2012, Jachalski, Sebastian, Kitavtsev, Georgy, Taranets, Roman

The existence of global nonnegative weak solutions is proved for coupled one-dimensional lubrication systems that describe the evolution of nanoscopic bilayer thin polymer films that take account of Navier-slip or no-slip conditions at both liquid-liquid and liquidsolid interfaces. In addition, in the presence of attractive van der Waals and repulsive Born intermolecular interactions existence of positive smooth solutions is shown.

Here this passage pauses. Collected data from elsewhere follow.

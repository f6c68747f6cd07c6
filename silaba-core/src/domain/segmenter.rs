//! Weighted optimal segmentation.
//!
//! For a sequence of `n` symbols the segmenter fills two tables indexed
//! `0..=n`, walking backwards from the terminal position `n`:
//!
//! - `best_score[i]`: the largest total weight of any partition of the suffix
//!   starting at `i`, or `None` when that suffix cannot be partitioned
//! - `chosen_length[i]`: the length of the first unit of that partition
//!
//! Each position only reads strictly larger positions, so a single backward
//! pass is enough. Among candidates with equal totals the earliest entry of
//! [`UnitPattern::ALL`] wins.

use crate::domain::alphabet::SoundClass;
use crate::domain::lexer::{classes, Symbol};
use crate::domain::pattern::{UnitPattern, Weight};
use crate::error::Unsegmentable;
use smallvec::SmallVec;

/// A unit that could start at a given position
#[derive(Clone, Copy, Debug, PartialEq, Eq)]
pub struct UnitCandidate {
    /// Matched shape
    pub pattern: UnitPattern,
    /// Number of symbols covered
    pub length: usize,
    /// Weight of the shape
    pub weight: Weight,
}

impl From<UnitPattern> for UnitCandidate {
    fn from(pattern: UnitPattern) -> Self {
        Self {
            pattern,
            length: pattern.length(),
            weight: pattern.weight(),
        }
    }
}

/// Candidates anchored at one position, in preference order
pub type Candidates = SmallVec<[UnitCandidate; 7]>;

/// Lists every candidate that fits at `start`, in preference order
pub fn candidates(classes: &[SoundClass], start: usize) -> Candidates {
    UnitPattern::ALL
        .into_iter()
        .filter(|pattern| pattern.matches_at(classes, start))
        .map(UnitCandidate::from)
        .collect()
}

/// Filled dynamic-programming tables for one input
#[derive(Clone, Debug, PartialEq, Eq)]
pub struct DpState {
    best_score: Vec<Option<Weight>>,
    chosen_length: Vec<Option<usize>>,
}

impl DpState {
    fn new(n: usize) -> Self {
        let mut best_score = vec![None; n + 1];
        best_score[n] = Some(0);
        Self {
            best_score,
            chosen_length: vec![None; n + 1],
        }
    }

    /// Number of symbols the tables were built for
    pub fn len(&self) -> usize {
        self.best_score.len() - 1
    }

    /// Check if the tables describe empty input
    pub fn is_empty(&self) -> bool {
        self.len() == 0
    }

    /// Best suffix scores, indexed `0..=n`
    pub fn best_score(&self) -> &[Option<Weight>] {
        &self.best_score
    }

    /// Chosen unit lengths, indexed `0..=n`
    pub fn chosen_length(&self) -> &[Option<usize>] {
        &self.chosen_length
    }

    /// Score of the best partition of the suffix at `position`
    pub fn score_at(&self, position: usize) -> Option<Weight> {
        self.best_score.get(position).copied().flatten()
    }

    /// Length of the unit chosen at `position`
    pub fn length_at(&self, position: usize) -> Option<usize> {
        self.chosen_length.get(position).copied().flatten()
    }

    /// Total weight of the optimal partition of the whole input
    pub fn total_score(&self) -> Option<Weight> {
        self.score_at(0)
    }

    /// Check if the whole input can be partitioned
    pub fn is_segmentable(&self) -> bool {
        self.total_score().is_some()
    }
}

/// Segments a symbol sequence into the maximum-weight partition
pub fn segment(symbols: &[Symbol]) -> Result<DpState, Unsegmentable> {
    segment_classes(&classes(symbols))
}

/// Segments a bare class sequence
pub fn segment_classes(classes: &[SoundClass]) -> Result<DpState, Unsegmentable> {
    let n = classes.len();
    let mut state = DpState::new(n);

    for i in (0..n).rev() {
        let mut best: Option<(Weight, usize)> = None;
        for candidate in candidates(classes, i) {
            let next = i + candidate.length;
            // matches_at already bounds the candidate to the input
            let Some(rest) = state.best_score[next] else {
                continue;
            };
            let total = candidate.weight + rest;
            if best.map_or(true, |(score, _)| total > score) {
                best = Some((total, candidate.length));
            }
        }
        if let Some((score, length)) = best {
            state.best_score[i] = Some(score);
            state.chosen_length[i] = Some(length);
            log::trace!("position {i}: length {length}, score {score}");
        }
    }

    match state.total_score() {
        Some(total) => {
            log::debug!("segmented {n} symbols, total score {total}");
            Ok(state)
        }
        None => {
            log::debug!("no partition for {n} symbols");
            Err(Unsegmentable)
        }
    }
}
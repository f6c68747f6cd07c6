//! Interactive shell
//!
//! Reads one word per line, prints its analysis and remembers the last word
//! the grammar accepted so `1` can render it.

pub mod command;
pub mod messages;
pub mod session;

pub use command::Command;
pub use session::{execute, Step};

use crate::config::ReplConfig;
use anyhow::Result;
use std::io::{BufRead, Write};

/// Shell settings resolved from config and arguments
#[derive(Debug, Clone, PartialEq, Eq)]
pub struct ReplSettings {
    /// Prompt printed before each line
    pub prompt: String,
    /// Print the usage banner on start
    pub show_intro: bool,
}

impl Default for ReplSettings {
    fn default() -> Self {
        Self::from(&ReplConfig::default())
    }
}

impl From<&ReplConfig> for ReplSettings {
    fn from(config: &ReplConfig) -> Self {
        Self {
            prompt: config.prompt.clone(),
            show_intro: config.show_intro,
        }
    }
}

/// Run the shell until `0` or end of input
pub fn run<R: BufRead, W: Write>(mut input: R, mut out: W, settings: &ReplSettings) -> Result<()> {
    if settings.show_intro {
        write!(out, "{}", messages::INTRO)?;
    }

    let mut last_valid: Option<String> = None;
    let mut line = String::new();

    loop {
        write!(out, "{}", settings.prompt)?;
        out.flush()?;

        line.clear();
        if input.read_line(&mut line)? == 0 {
            log::debug!("End of input");
            break;
        }

        match execute(Command::parse(&line), last_valid.as_deref(), &mut out)? {
            Step::Continue => {}
            Step::Save(word) => last_valid = Some(word),
            Step::Exit => break,
        }
    }

    out.flush()?;
    Ok(())
}
//! Line parsing for the interactive shell

/// One line of shell input
#[derive(Debug, Clone, PartialEq, Eq)]
pub enum Command {
    /// Blank line
    Empty,
    /// `0`: leave the shell
    Exit,
    /// `1`: render the last valid word
    Semantics,
    /// Anything else: a word to analyze, already lower-cased
    Analyze(String),
}

impl Command {
    /// Parse a raw input line
    pub fn parse(line: &str) -> Self {
        let input = line.trim();

        match input {
            "" => Self::Empty,
            "0" => Self::Exit,
            "1" => Self::Semantics,
            word => Self::Analyze(word.to_ascii_lowercase()),
        }
    }
}

#[cfg(test)]
mod tests {
    use super::*;

    #[test]
    fn test_special_commands() {
        assert_eq!(Command::parse("0\n"), Command::Exit);
        assert_eq!(Command::parse("  1  "), Command::Semantics);
    }

    #[test]
    fn test_blank_lines() {
        assert_eq!(Command::parse(""), Command::Empty);
        assert_eq!(Command::parse(" \t\r\n"), Command::Empty);
    }

    #[test]
    fn test_words_are_trimmed_and_lowered() {
        assert_eq!(
            Command::parse("  AgUa \n"),
            Command::Analyze("agua".to_string())
        );
    }

    #[test]
    fn test_numbers_other_than_commands_are_words() {
        assert_eq!(Command::parse("10"), Command::Analyze("10".to_string()));
    }

    #[test]
    fn test_inner_spaces_are_kept() {
        assert_eq!(Command::parse("a b"), Command::Analyze("a b".to_string()));
    }
}
//! Unit shapes and their weights.
//!
//! [`UnitPattern::ALL`] is ordered by preference. The segmenter walks it in
//! this order and keeps the first candidate among equal totals, so the order
//! is part of the output, not an implementation detail.

use crate::domain::alphabet::SoundClass::{self, Consonant as C, Vowel as V};
use std::fmt;

/// Weight of a single unit, and of a sum of units
pub type Weight = u64;

/// Phonological shape of a unit
#[derive(Clone, Copy, Debug, PartialEq, Eq, Hash)]
#[cfg_attr(feature = "serde", derive(serde::Serialize, serde::Deserialize))]
#[cfg_attr(feature = "serde", serde(rename_all = "UPPERCASE"))]
pub enum UnitPattern {
    /// Vowel, two consonants, vowel
    Vccv,
    /// Three vowels
    Vvv,
    /// Two consonants, vowel
    Ccv,
    /// Consonant, vowel
    Cv,
    /// Vowel, consonant
    Vc,
    /// Lone consonant
    C,
    /// Lone vowel
    V,
}

impl UnitPattern {
    /// Every pattern, most preferred first
    pub const ALL: [UnitPattern; 7] = [
        UnitPattern::Vccv,
        UnitPattern::Vvv,
        UnitPattern::Ccv,
        UnitPattern::Cv,
        UnitPattern::Vc,
        UnitPattern::C,
        UnitPattern::V,
    ];

    /// Class sequence the pattern matches
    pub fn shape(self) -> &'static [SoundClass] {
        match self {
            UnitPattern::Vccv => &[V, C, C, V],
            UnitPattern::Vvv => &[V, V, V],
            UnitPattern::Ccv => &[C, C, V],
            UnitPattern::Cv => &[C, V],
            UnitPattern::Vc => &[V, C],
            UnitPattern::C => &[C],
            UnitPattern::V => &[V],
        }
    }

    /// Number of characters the pattern spans
    pub fn length(self) -> usize {
        self.shape().len()
    }

    /// Fixed weight; longer, more specific shapes weigh more
    pub fn weight(self) -> Weight {
        match self {
            UnitPattern::Vccv => 100_000,
            UnitPattern::Vvv => 90_000,
            UnitPattern::Ccv => 50_000,
            UnitPattern::Cv => 40_000,
            UnitPattern::Vc => 30_000,
            UnitPattern::C => 10,
            UnitPattern::V => 5,
        }
    }

    /// Upper-case name, e.g. `CCV`
    pub fn name(self) -> &'static str {
        match self {
            UnitPattern::Vccv => "VCCV",
            UnitPattern::Vvv => "VVV",
            UnitPattern::Ccv => "CCV",
            UnitPattern::Cv => "CV",
            UnitPattern::Vc => "VC",
            UnitPattern::C => "C",
            UnitPattern::V => "V",
        }
    }

    /// Check if the pattern matches `classes` starting at `start`
    pub fn matches_at(self, classes: &[SoundClass], start: usize) -> bool {
        let shape = self.shape();
        classes
            .get(start..start + shape.len())
            .is_some_and(|window| window == shape)
    }

    /// Pattern of a literal unit text, matched exactly over its whole length
    pub fn of_text(text: &str) -> Option<UnitPattern> {
        let classes: Vec<SoundClass> = text.chars().map(SoundClass::of).collect();
        Self::ALL
            .into_iter()
            .find(|pattern| pattern.shape() == classes.as_slice())
    }
}

impl fmt::Display for UnitPattern {
    fn fmt(&self, f: &mut fmt::Formatter<'_>) -> fmt::Result {
        f.write_str(self.name())
    }
}
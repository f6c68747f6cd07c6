//! List command implementation

use super::ListCommands;
use crate::output::OutputFormat;
use anyhow::Result;
use clap::ValueEnum;
use silaba_core::UnitPattern;
use std::io::{self, Write};

impl ListCommands {
    /// Print the requested listing to stdout
    pub fn execute(self) -> Result<()> {
        let stdout = io::stdout();
        let mut out = stdout.lock();
        self.write_to(&mut out)?;
        out.flush()?;
        Ok(())
    }

    /// Write the listing, one entry per line
    pub fn write_to<W: Write>(self, out: &mut W) -> Result<()> {
        match self {
            ListCommands::Patterns => {
                writeln!(out, "Unit patterns (in tie-break order):")?;
                for pattern in UnitPattern::ALL {
                    writeln!(out, "  {:<5} {:>6}", pattern.name(), pattern.weight())?;
                }
            }
            ListCommands::Formats => {
                writeln!(out, "Available output formats:")?;
                for format in OutputFormat::value_variants() {
                    if let Some(value) = format.to_possible_value() {
                        let help = value.get_help().map(|h| h.to_string()).unwrap_or_default();
                        writeln!(out, "  {:<9} - {}", value.get_name(), help)?;
                    }
                }
            }
        }
        Ok(())
    }
}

2010, Kitavtsev, Georgy, Recke, Lutz, Wagner, Barbara

In this paper the linear stability properties of the steady states of a no-slip lubrication equation are studied. The steady states are configurations of droplets and arise during the late-phase dewetting process under the influence of both destabilizing van der Waals and stabilizing Born intermolecular forces, which in turn give rise to the minimum thickness eps of the remaining film connecting the droplets. The goal of this paper is to give an asymptotic description of the eigenvalues and eigenfunctions of the problem, linearized about the one-droplet solutions, as epsto 0. For this purpose, corresponding asymptotic eigenvalue problems with piecewise constant coefficients are constructed, such that their eigenvalue asymptotics can be determined analytically. A comparison with numerically computed eigenvalues and eigenfunctions shows good agreement with the asymptotic results and the existence of a spectrum gap to a single exponentially small eigenvalue for sufficiently small eps.